Второй необычной чертой успеха «Беллерофонте» была овация, устроенная по окончании оперы именно ему, капельмейстеру и композитору. Когда кончились вызовы Раафа и Габриэлли и публика стала расходиться, то у выхода, откуда должен был пройти маэстро ди Капелла (который, кстати, и звания-то этого еще не носил, а назывался пока только просто синьор Джузеппе Мысливечек, детто иль Боэме), шпалерами по обе стороны выстроились «знатнейшие люди Неаполя», и не успел Мысливечек показаться, как по этому двойному ряду, с обеих его сторон, раздались неистовые аплодисменты. То было полное, абсолютное признание, и о нем в тогдашней печати упоминалось именно как о признании «чужака» своим. «Чужак» покорил богатством мелодии, знанием итальянской сцены, умением писать для певцов и певиц, «классом», сразу поднявшим его над уровнем бесчисленных опер, писавшихся в то время и нынче совершенно забытых.

Но если б только одно это, успех не разросся бы настолько, чтобы сделать Мысливечка на десять лет излюбленным композитором неаполитанской джунты. Еще было нечто в музыке, прозвучавшей со сцены Сан-Карло, нечто названное Шерингом: многие своеобразные не итальянские черты, продиктованные ему его чешской кровью». Вместо поверхностно-чувственных мелодий, говоривших не сердцу, а инстинкту, да и то не очень глубоко, здесь была музыка сдержанная, чистая, берущая за душу.

Тотчас за успехом в Неаполе захотела повторить «Беллерофонте» и Сиена, тосканский город, пожелавший отпраздновать этим приезд австрийского эрцгерцога и «грандука» Тосканы Петра Леопольда. Мысливечек вынужден был выехать в Тоскану и снова поднять дирижерским жестом руку у клавесина. Артисты были уже другие, малоизвестные – Сальвадоре Касетто, Доменико Лучиани, Маргарита Джанелли.
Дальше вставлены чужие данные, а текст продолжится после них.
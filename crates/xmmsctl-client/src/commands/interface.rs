//! Window, skin and mode commands.

use std::io::Write;

use xmmsctl_remote::{Remote, Window};

use crate::error::ClientResult;

pub fn window(remote: &mut impl Remote, window: Window, visible: bool) -> ClientResult<()> {
    remote.set_window_visible(window, visible)?;
    Ok(())
}

/// Prints the current skin, or loads `path`.
pub fn skin(
    remote: &mut impl Remote,
    path: Option<&str>,
    out: &mut impl Write,
) -> ClientResult<()> {
    match path {
        Some(path) => remote.set_skin(path)?,
        None => {
            let skin = remote.skin()?;
            if skin.is_empty() {
                writeln!(out, "(default skin)")?;
            } else {
                writeln!(out, "{skin}")?;
            }
        }
    }
    Ok(())
}

pub fn preferences(remote: &mut impl Remote) -> ClientResult<()> {
    remote.show_preferences()?;
    Ok(())
}

pub fn always_on_top(remote: &mut impl Remote, on_top: bool) -> ClientResult<()> {
    remote.set_always_on_top(on_top)?;
    Ok(())
}

/// Toggles repeat and prints the new mode.
pub fn repeat(remote: &mut impl Remote, out: &mut impl Write) -> ClientResult<()> {
    remote.toggle_repeat()?;
    writeln!(out, "repeat {}", on_off(remote.is_repeat()?))?;
    Ok(())
}

/// Toggles shuffle and prints the new mode.
pub fn shuffle(remote: &mut impl Remote, out: &mut impl Write) -> ClientResult<()> {
    remote.toggle_shuffle()?;
    writeln!(out, "shuffle {}", on_off(remote.is_shuffle()?))?;
    Ok(())
}

pub(crate) fn on_off(value: bool) -> &'static str {
    if value { "on" } else { "off" }
}
//! Atomic file output.
//!
//! Contents are written to a temporary file next to the destination and
//! renamed over it once complete. A failed write leaves the destination as it
//! was.

use std::io::Write;
use std::path::{Path, PathBuf};

use tempfile::NamedTempFile;
use tracing::debug;

use crate::error::{ClientError, ClientResult};

/// Writes `contents` to `path`, adding a final newline when missing.
///
/// A symlinked destination is written through: the link stays in place and
/// its target receives the new contents.
pub fn write_atomic(path: &Path, contents: &str) -> ClientResult<()> {
    let write_err = |source| ClientError::Write {
        path: path.to_path_buf(),
        source,
    };

    let target = resolve_target(path).map_err(write_err)?;
    let dir = parent_dir(&target);
    let existing = std::fs::metadata(&target).ok();

    let mut builder = tempfile::Builder::new();
    builder.prefix(".xmmsctl").suffix(".tmp");
    // New files get 0o666 filtered through the umask, like a plain create.
    #[cfg(unix)]
    if existing.is_none() {
        use std::os::unix::fs::PermissionsExt;
        builder.permissions(std::fs::Permissions::from_mode(0o666));
    }
    let mut tmp: NamedTempFile = builder.tempfile_in(&dir).map_err(write_err)?;
    debug!(tmp = %tmp.path().display(), dest = %target.display(), "writing");

    tmp.write_all(contents.as_bytes()).map_err(write_err)?;
    if !contents.ends_with('\n') {
        tmp.write_all(b"\n").map_err(write_err)?;
    }
    tmp.as_file().sync_all().map_err(write_err)?;

    if let Some(meta) = existing {
        tmp.as_file()
            .set_permissions(meta.permissions())
            .map_err(write_err)?;
    }

    tmp.persist(&target).map_err(|e| write_err(e.error))?;
    Ok(())
}

/// Follows `path` when it is a symlink, dangling links included.
fn resolve_target(path: &Path) -> std::io::Result<PathBuf> {
    match std::fs::symlink_metadata(path) {
        Ok(meta) if meta.file_type().is_symlink() => match std::fs::canonicalize(path) {
            Ok(target) => Ok(target),
            Err(e) if e.kind() == std::io::ErrorKind::NotFound => {
                let link = std::fs::read_link(path)?;
                Ok(parent_dir(path).join(link))
            }
            Err(e) => Err(e),
        },
        _ => Ok(path.to_path_buf()),
    }
}

/// Directory holding `path`; a bare file name lives in `.`.
fn parent_dir(path: &Path) -> PathBuf {
    match path.parent() {
        Some(parent) if !parent.as_os_str().is_empty() => parent.to_path_buf(),
        _ => PathBuf::from("."),
    }
}
//! Client configuration.
//!
//! All settings live in a single `config.toml` file at
//! `~/.config/xmmsctl/config.toml` by default. Every section is optional.
//!
//! ```toml
//! [session]
//! number = 0
//! library = "/usr/lib/libxmms.so.1"
//!
//! [export]
//! m3u_path = "playlist.m3u"
//! pls_path = "playlist.pls"
//!
//! [sweep]
//! steps = 41
//! interval_ms = 100
//! ```

use std::path::{Path, PathBuf};
use std::time::Duration;

use serde::{Deserialize, Serialize};
use xmmsctl_core::{PlaylistFormat, SWEEP_INTERVAL, SWEEP_STEPS, SweepPlan};

/// Configuration for the xmmsctl client.
#[derive(Debug, Clone, Default, Serialize, Deserialize)]
#[serde(default)]
pub struct ClientConfig {
    /// Debug mode.
    pub debug: bool,

    /// Which daemon to talk to.
    pub session: SessionSettings,

    /// Playlist export defaults.
    pub export: ExportSettings,

    /// Equalizer sweep settings.
    pub sweep: SweepSettings,
}

/// Session settings.
#[derive(Debug, Clone, Default, Serialize, Deserialize)]
#[serde(default)]
pub struct SessionSettings {
    /// XMMS session number.
    pub number: i32,

    /// Client library to open instead of the default.
    pub library: Option<PathBuf>,
}

/// Playlist export settings.
#[derive(Debug, Clone, Serialize, Deserialize)]
#[serde(default)]
pub struct ExportSettings {
    /// Default M3U output file.
    pub m3u_path: PathBuf,

    /// Default PLS output file.
    pub pls_path: PathBuf,

    /// Default XML output file; stdout when unset.
    pub xml_path: Option<PathBuf>,
}

impl Default for ExportSettings {
    fn default() -> Self {
        Self {
            m3u_path: PathBuf::from(PlaylistFormat::M3u.default_path()),
            pls_path: PathBuf::from(PlaylistFormat::Pls.default_path()),
            xml_path: None,
        }
    }
}

impl ExportSettings {
    /// Default destination for `format`, `None` meaning stdout.
    pub fn destination(&self, format: PlaylistFormat) -> Option<PathBuf> {
        match format {
            PlaylistFormat::M3u => Some(self.m3u_path.clone()),
            PlaylistFormat::Pls => Some(self.pls_path.clone()),
            PlaylistFormat::Xml => self.xml_path.clone(),
        }
    }
}

/// Equalizer sweep settings.
#[derive(Debug, Clone, Serialize, Deserialize)]
#[serde(default)]
pub struct SweepSettings {
    /// Number of pushes.
    pub steps: u32,

    /// Pause between pushes in milliseconds.
    pub interval_ms: u64,
}

impl Default for SweepSettings {
    fn default() -> Self {
        Self {
            steps: SWEEP_STEPS,
            interval_ms: SWEEP_INTERVAL.as_millis() as u64,
        }
    }
}

impl SweepSettings {
    /// Builds a sweep plan, letting command-line values win.
    pub fn plan(&self, steps: Option<u32>, interval_ms: Option<u64>) -> SweepPlan {
        SweepPlan::default()
            .with_steps(steps.unwrap_or(self.steps))
            .with_interval(Duration::from_millis(interval_ms.unwrap_or(self.interval_ms)))
    }
}

impl ClientConfig {
    /// Loads configuration from the default path.
    pub fn load() -> Result<Self, String> {
        let path = Self::default_path();
        if path.exists() {
            Self::load_from(&path)
        } else {
            Ok(Self::default())
        }
    }

    /// Loads configuration from a specific path.
    pub fn load_from(path: &Path) -> Result<Self, String> {
        let content =
            std::fs::read_to_string(path).map_err(|e| format!("failed to read config: {}", e))?;
        Self::parse(&content)
    }

    /// Parses configuration from TOML text.
    pub fn parse(content: &str) -> Result<Self, String> {
        toml::from_str(content).map_err(|e| format!("failed to parse config: {}", e))
    }

    /// Checks values that parse but make no sense.
    pub fn validate(&self) -> Result<(), String> {
        if self.session.number < 0 {
            return Err(format!(
                "session number must not be negative (got {})",
                self.session.number
            ));
        }
        if self.sweep.steps == 0 {
            return Err("sweep steps must be at least 1".to_string());
        }
        if self.export.m3u_path.as_os_str().is_empty() || self.export.pls_path.as_os_str().is_empty()
        {
            return Err("export paths must not be empty".to_string());
        }
        Ok(())
    }

    /// Returns the default configuration file path.
    pub fn default_path() -> PathBuf {
        Self::default_config_dir().join("config.toml")
    }

    /// Returns the default configuration directory.
    pub fn default_config_dir() -> PathBuf {
        dirs::config_dir()
            .unwrap_or_else(|| PathBuf::from("."))
            .join("xmmsctl")
    }
}

#[cfg(test)]
mod tests {
    use super::*;

    #[test]
    fn defaults() {
        let config = ClientConfig::default();
        assert_eq!(config.session.number, 0);
        assert!(config.session.library.is_none());
        assert_eq!(config.export.m3u_path, PathBuf::from("playlist.m3u"));
        assert_eq!(config.export.pls_path, PathBuf::from("playlist.pls"));
        assert_eq!(config.sweep.steps, 41);
        assert_eq!(config.sweep.interval_ms, 100);
        assert!(config.validate().is_ok());
    }

    #[test]
    fn partial_file_keeps_defaults() {
        let config = ClientConfig::parse(
            r#"
            [session]
            number = 2

            [export]
            xml_path = "/tmp/playlist.xml"
            "#,
        )
        .unwrap();

        assert_eq!(config.session.number, 2);
        assert_eq!(config.export.m3u_path, PathBuf::from("playlist.m3u"));
        assert_eq!(
            config.export.destination(PlaylistFormat::Xml),
            Some(PathBuf::from("/tmp/playlist.xml"))
        );
        assert_eq!(config.sweep.steps, 41);
    }

    #[test]
    fn xml_defaults_to_stdout() {
        let export = ExportSettings::default();
        assert_eq!(export.destination(PlaylistFormat::Xml), None);
        assert_eq!(
            export.destination(PlaylistFormat::Pls),
            Some(PathBuf::from("playlist.pls"))
        );
    }

    #[test]
    fn invalid_toml_is_reported() {
        let err = ClientConfig::parse("[session\nnumber = 1").unwrap_err();
        assert!(err.starts_with("failed to parse config"));
    }

    #[test]
    fn validate_rejects_nonsense() {
        let mut config = ClientConfig::default();
        config.session.number = -1;
        assert!(config.validate().is_err());

        let mut config = ClientConfig::default();
        config.sweep.steps = 0;
        assert!(config.validate().is_err());
    }

    #[test]
    fn sweep_plan_prefers_flags() {
        let settings = SweepSettings::default();
        let plan = settings.plan(None, None);
        assert_eq!(plan.steps, 41);
        assert_eq!(plan.interval, Duration::from_millis(100));

        let plan = settings.plan(Some(5), Some(0));
        assert_eq!(plan.steps, 5);
        assert_eq!(plan.interval, Duration::ZERO);
    }

    #[test]
    fn roundtrips_through_toml() {
        let config = ClientConfig::default();
        let text = toml::to_string_pretty(&config).unwrap();
        let parsed = ClientConfig::parse(&text).unwrap();
        assert_eq!(parsed.export.pls_path, config.export.pls_path);
    }

    #[test]
    fn load_from_file() {
        let dir = tempfile::tempdir().unwrap();
        let path = dir.path().join("config.toml");
        std::fs::write(&path, "[sweep]\ninterval_ms = 5\n").unwrap();
        let config = ClientConfig::load_from(&path).unwrap();
        assert_eq!(config.sweep.interval_ms, 5);

        assert!(ClientConfig::load_from(&dir.path().join("missing.toml")).is_err());
    }
}
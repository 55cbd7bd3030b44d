//! Playlist commands.

use std::io::Write;

use xmmsctl_core::PlaylistEntry;
use xmmsctl_remote::Remote;

use crate::error::{ClientError, ClientResult};

/// Formats an entry's length as `m:ss`, or `--:--` when unknown.
fn format_duration(entry: &PlaylistEntry) -> String {
    if entry.has_unknown_duration() {
        return "--:--".to_string();
    }
    let secs = entry.duration_secs();
    format!("{}:{:02}", secs / 60, secs % 60)
}

fn write_entry(
    out: &mut impl Write,
    index: usize,
    entry: &PlaylistEntry,
    current: bool,
) -> std::io::Result<()> {
    let marker = if current { '>' } else { ' ' };
    writeln!(
        out,
        "{marker}{index:>4}. {} [{}] {}",
        entry.title,
        format_duration(entry),
        entry.file
    )
}

/// Lists the playlist, marking the current entry.
pub fn list(remote: &impl Remote, json: bool, out: &mut impl Write) -> ClientResult<()> {
    let entries = remote.playlist()?;
    if json {
        serde_json::to_writer_pretty(&mut *out, &entries)?;
        writeln!(out)?;
        return Ok(());
    }

    if entries.is_empty() {
        writeln!(out, "Playlist is empty.")?;
        return Ok(());
    }
    let position = remote.position()?;
    for (i, entry) in entries.iter().enumerate() {
        write_entry(out, i, entry, i == position)?;
    }
    Ok(())
}

/// Prints one entry.
pub fn entry(remote: &impl Remote, index: usize, out: &mut impl Write) -> ClientResult<()> {
    let entry = remote.entry(index)?;
    writeln!(out, "{entry}")?;
    Ok(())
}

/// Adds files, replacing the playlist unless `enqueue` is set.
pub fn add(remote: &mut impl Remote, files: &[String], enqueue: bool) -> ClientResult<()> {
    if files.is_empty() {
        return Err(ClientError::InvalidArgument("no files given".to_string()));
    }
    remote.add_files(files, enqueue)?;
    Ok(())
}

/// Appends a URL.
pub fn add_url(remote: &mut impl Remote, url: &str) -> ClientResult<()> {
    remote.add_url(url)?;
    Ok(())
}

/// Inserts a URL before `index`.
pub fn insert_url(remote: &mut impl Remote, url: &str, index: usize) -> ClientResult<()> {
    remote.insert_url(url, index)?;
    Ok(())
}

/// Removes the entry at `index`.
pub fn delete(remote: &mut impl Remote, index: usize) -> ClientResult<()> {
    let len = remote.playlist_len()?;
    if index >= len {
        return Err(ClientError::InvalidArgument(format!(
            "index {index} out of range (playlist has {len} entries)"
        )));
    }
    remote.delete(index)?;
    Ok(())
}

pub fn clear(remote: &mut impl Remote) -> ClientResult<()> {
    remote.clear()?;
    Ok(())
}

/// Makes the entry at `index` current.
pub fn jump(remote: &mut impl Remote, index: usize) -> ClientResult<()> {
    let len = remote.playlist_len()?;
    if index >= len {
        return Err(ClientError::InvalidArgument(format!(
            "index {index} out of range (playlist has {len} entries)"
        )));
    }
    remote.set_position(index)?;
    Ok(())
}

/// Seeks within the current song.
pub fn seek(remote: &mut impl Remote, ms: i32) -> ClientResult<()> {
    if ms < 0 {
        return Err(ClientError::InvalidArgument(format!(
            "time must not be negative (got {ms})"
        )));
    }
    remote.jump_to_time(ms)?;
    Ok(())
}
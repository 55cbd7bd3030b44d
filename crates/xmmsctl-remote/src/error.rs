//! Remote-control error types.

use thiserror::Error;
use xmmsctl_core::EqualizerError;

/// Result type for remote operations.
pub type RemoteResult<T> = Result<T, RemoteError>;

/// Errors raised by a remote-control session.
#[derive(Debug, Error)]
pub enum RemoteError {
    /// The client library could not be loaded.
    #[error("cannot load {library}: {reason}")]
    LibraryUnavailable { library: String, reason: String },

    /// The client library lacks an expected function.
    #[error("{library} does not export {symbol}")]
    MissingSymbol { library: String, symbol: String },

    /// No daemon answers on the requested session.
    #[error("XMMS is not running (session {session})")]
    NotRunning { session: i32 },

    /// The daemon has no playlist entry at this index.
    #[error("no playlist entry at index {index}")]
    NoSuchEntry { index: usize },

    /// Invalid equalizer band or gain.
    #[error(transparent)]
    Equalizer(#[from] EqualizerError),

    /// An argument cannot be passed to the daemon.
    #[error("invalid argument: {0}")]
    InvalidArgument(String),

    /// The daemon answered with something unusable.
    #[error("malformed reply: {0}")]
    Malformed(String),
}

impl RemoteError {
    /// Returns true if the session could not be established at all.
    pub fn is_connection(&self) -> bool {
        matches!(
            self,
            Self::LibraryUnavailable { .. } | Self::MissingSymbol { .. } | Self::NotRunning { .. }
        )
    }
}

#[cfg(test)]
mod tests {
    use super::*;

    #[test]
    fn connection_classification() {
        assert!(RemoteError::NotRunning { session: 0 }.is_connection());
        assert!(
            RemoteError::LibraryUnavailable {
                library: "libxmms.so.1".into(),
                reason: "not found".into(),
            }
            .is_connection()
        );
        assert!(!RemoteError::NoSuchEntry { index: 4 }.is_connection());
        assert!(!RemoteError::Equalizer(EqualizerError::BandOutOfRange(12)).is_connection());
    }

    #[test]
    fn messages() {
        assert_eq!(
            RemoteError::NotRunning { session: 2 }.to_string(),
            "XMMS is not running (session 2)"
        );
        assert_eq!(
            RemoteError::from(EqualizerError::BandOutOfRange(10)).to_string(),
            "band out of range (band < 0 or band >= 10): 10"
        );
    }
}
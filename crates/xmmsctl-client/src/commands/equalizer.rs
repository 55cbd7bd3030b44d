//! Equalizer commands.

use std::io::Write;
use std::thread;

use tracing::{debug, info, warn};
use xmmsctl_core::{Equalizer, SweepPlan, check_band};
use xmmsctl_remote::Remote;

use crate::error::ClientResult;

/// Prints preamp and band gains.
pub fn show(remote: &impl Remote, json: bool, out: &mut impl Write) -> ClientResult<()> {
    let eq = remote.equalizer()?;
    if json {
        serde_json::to_writer_pretty(&mut *out, &eq)?;
        writeln!(out)?;
    } else {
        writeln!(out, "{eq}")?;
    }
    Ok(())
}

/// Replaces preamp and all bands at once.
pub fn set(remote: &mut impl Remote, preamp: f32, bands: &[f32]) -> ClientResult<()> {
    let eq = Equalizer::from_slice(preamp, bands)?;
    eq.validate()?;
    remote.set_equalizer(&eq)?;
    Ok(())
}

/// Prints the preamp, or sets it when `value` is given.
pub fn preamp(
    remote: &mut impl Remote,
    value: Option<f32>,
    out: &mut impl Write,
) -> ClientResult<()> {
    match value {
        None => writeln!(out, "{:.1}", remote.preamp()?)?,
        Some(value) => {
            Equalizer {
                preamp: value,
                ..Equalizer::default()
            }
            .validate()?;
            remote.set_preamp(value)?;
        }
    }
    Ok(())
}

/// Prints one band, or sets it when `value` is given.
pub fn band(
    remote: &mut impl Remote,
    band: usize,
    value: Option<f32>,
    out: &mut impl Write,
) -> ClientResult<()> {
    let band = check_band(band)?;
    match value {
        None => writeln!(out, "{:.1}", remote.band(band)?)?,
        Some(value) => {
            let mut bands = [0.0; xmmsctl_core::NUM_BANDS];
            bands[band] = value;
            Equalizer::default().with_bands(bands).validate()?;
            remote.set_band(band, value)?;
        }
    }
    Ok(())
}

/// Ripples a sine wave across the bands, then puts the original settings back.
///
/// The original preamp is kept for every push. The original equalizer is
/// restored even when a push fails; the push error is then returned.
pub fn sweep(remote: &mut impl Remote, plan: &SweepPlan) -> ClientResult<()> {
    let original = remote.equalizer()?;
    info!(steps = plan.steps, interval = ?plan.interval, "starting equalizer sweep");

    let result = push_frames(remote, plan, original);

    match remote.set_equalizer(&original) {
        Ok(()) => debug!(%original, "equalizer restored"),
        Err(e) => {
            warn!(error = %e, "failed to restore equalizer");
            result?;
            return Err(e.into());
        }
    }
    result
}

fn push_frames(
    remote: &mut impl Remote,
    plan: &SweepPlan,
    original: Equalizer,
) -> ClientResult<()> {
    for (step, bands) in plan.frames() {
        for (i, gain) in bands.iter().enumerate() {
            debug!(step, band = i, gain, "sweep");
        }
        remote.set_equalizer(&original.with_bands(bands))?;
        if !plan.interval.is_zero() {
            thread::sleep(plan.interval);
        }
    }
    Ok(())
}

#[cfg(test)]
mod tests {
    use std::time::Duration;

    use super::*;
    use crate::error::ClientError;
    use xmmsctl_core::{SWEEP_STEPS, sweep_bands};
    use xmmsctl_remote::MemoryRemote;

    fn original() -> Equalizer {
        Equalizer::new(3.0, [1.0, 2.0, 3.0, 4.0, 5.0, -5.0, -4.0, -3.0, -2.0, -1.0])
    }

    fn fast_plan() -> SweepPlan {
        SweepPlan::default().with_interval(Duration::ZERO)
    }

    #[test]
    fn sweep_pushes_every_step_then_restores() {
        let mut remote = MemoryRemote::new().with_equalizer(original());

        sweep(&mut remote, &fast_plan()).unwrap();

        let history = remote.equalizer_history();
        assert_eq!(history.len(), SWEEP_STEPS as usize + 1);
        assert_eq!(history[0], Equalizer::new(3.0, sweep_bands(0)));
        assert_eq!(history[40], Equalizer::new(3.0, sweep_bands(40)));
        assert!(history[..41].iter().all(|eq| eq.preamp == 3.0));
        assert_eq!(history[41], original());
        assert_eq!(remote.equalizer().unwrap(), original());
    }

    #[test]
    fn sweep_restores_after_failed_push() {
        let mut remote = MemoryRemote::new()
            .with_equalizer(original())
            .failing_equalizer_after(5);

        let err = sweep(&mut remote, &fast_plan()).unwrap_err();

        assert!(matches!(err, ClientError::Remote(_)));
        assert_eq!(remote.equalizer_history().len(), 6);
        assert_eq!(remote.equalizer().unwrap(), original());
    }

    #[test]
    fn sweep_honours_step_count() {
        let mut remote = MemoryRemote::new();
        sweep(&mut remote, &fast_plan().with_steps(3)).unwrap();
        assert_eq!(remote.equalizer_history().len(), 4);
    }

    #[test]
    fn set_validates_before_pushing() {
        let mut remote = MemoryRemote::new();

        let err = set(&mut remote, 0.0, &[0.0; 9]).unwrap_err();
        assert!(matches!(err, ClientError::InvalidArgument(_)));

        let err = set(&mut remote, 25.0, &[0.0; 10]).unwrap_err();
        assert!(matches!(err, ClientError::InvalidArgument(_)));
        assert!(remote.equalizer_history().is_empty());

        set(&mut remote, -1.5, &original().bands).unwrap();
        assert_eq!(
            remote.equalizer().unwrap(),
            Equalizer::new(-1.5, original().bands)
        );
    }

    #[test]
    fn show_text_and_json() {
        let remote = MemoryRemote::new().with_equalizer(original());

        let mut out = Vec::new();
        show(&remote, false, &mut out).unwrap();
        assert_eq!(
            String::from_utf8(out).unwrap(),
            "preamp 3.0 | 1.0 2.0 3.0 4.0 5.0 -5.0 -4.0 -3.0 -2.0 -1.0\n"
        );

        let mut out = Vec::new();
        show(&remote, true, &mut out).unwrap();
        let parsed: Equalizer = serde_json::from_slice(&out).unwrap();
        assert_eq!(parsed, original());
    }

    #[test]
    fn band_get_set_and_range() {
        let mut remote = MemoryRemote::new();

        band(&mut remote, 4, Some(-7.5), &mut Vec::new()).unwrap();
        let mut out = Vec::new();
        band(&mut remote, 4, None, &mut out).unwrap();
        assert_eq!(String::from_utf8(out).unwrap(), "-7.5\n");

        let err = band(&mut remote, 10, None, &mut Vec::new()).unwrap_err();
        assert_eq!(
            err.to_string(),
            "invalid argument: band out of range (band < 0 or band >= 10): 10"
        );
        assert!(band(&mut remote, 0, Some(30.0), &mut Vec::new()).is_err());
    }

    #[test]
    fn preamp_get_set() {
        let mut remote = MemoryRemote::new();
        preamp(&mut remote, Some(6.0), &mut Vec::new()).unwrap();

        let mut out = Vec::new();
        preamp(&mut remote, None, &mut out).unwrap();
        assert_eq!(String::from_utf8(out).unwrap(), "6.0\n");

        assert!(preamp(&mut remote, Some(f32::NAN), &mut Vec::new()).is_err());
    }
}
И театр другой, куда меньше Сан-Карло, – театр «Accademia degli Intronati». А вместо легкого, как облачко, взлета воздушных шелков Габриэлли, ее хрупкой, змеиной шейки и неожиданных, непредвиденных грациозных движений на сцене пела партию Арджены актриса Мария Пиччинелли Вецциани; и даже тосканская весна, весна, которую так красиво зовут итальянцы «примавера», не удержала Мысливечка в Тоскане. Он снова мчался назад, в Неаполь, где в это время оставались «сестры» Габриэлли.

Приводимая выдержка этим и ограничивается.